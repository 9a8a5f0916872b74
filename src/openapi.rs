use utoipa::OpenApi;

use crate::errors::ErrorBody;

#[derive(OpenApi)]
#[openapi(
    info(
        title = "API Errors",
        version = "0.1.0",
        description = "Error response bodies served by ErrorRenderer. `code` is the HTTP status, or an application validation code (600 and above) served with the configured default status.",
    ),
    components(schemas(ErrorBody)),
    tags(
        (name = "errors", description = "Error responses"),
    )
)]
pub struct ApiDoc;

WORK REQUEST
Each record above, from first to last, should be written out again exactly.

RESPONSE AREA
repository 9a8a5f0916872b74
filename src/openapi.rs
use utoipa::OpenApi;

use crate::errors::ErrorBody;

#[derive(OpenApi)]
#[openapi(
    info(
        title = "API Errors",
        version = "0.1.0",
        description = "Error response bodies served by ErrorRenderer. `code` is the HTTP status, or an application validation code (600 and above) served with the configured default status.",
    ),
    components(schemas(ErrorBody)),
    tags(
        (name = "errors", description = "Error responses"),
    )
)]
pub struct ApiDoc;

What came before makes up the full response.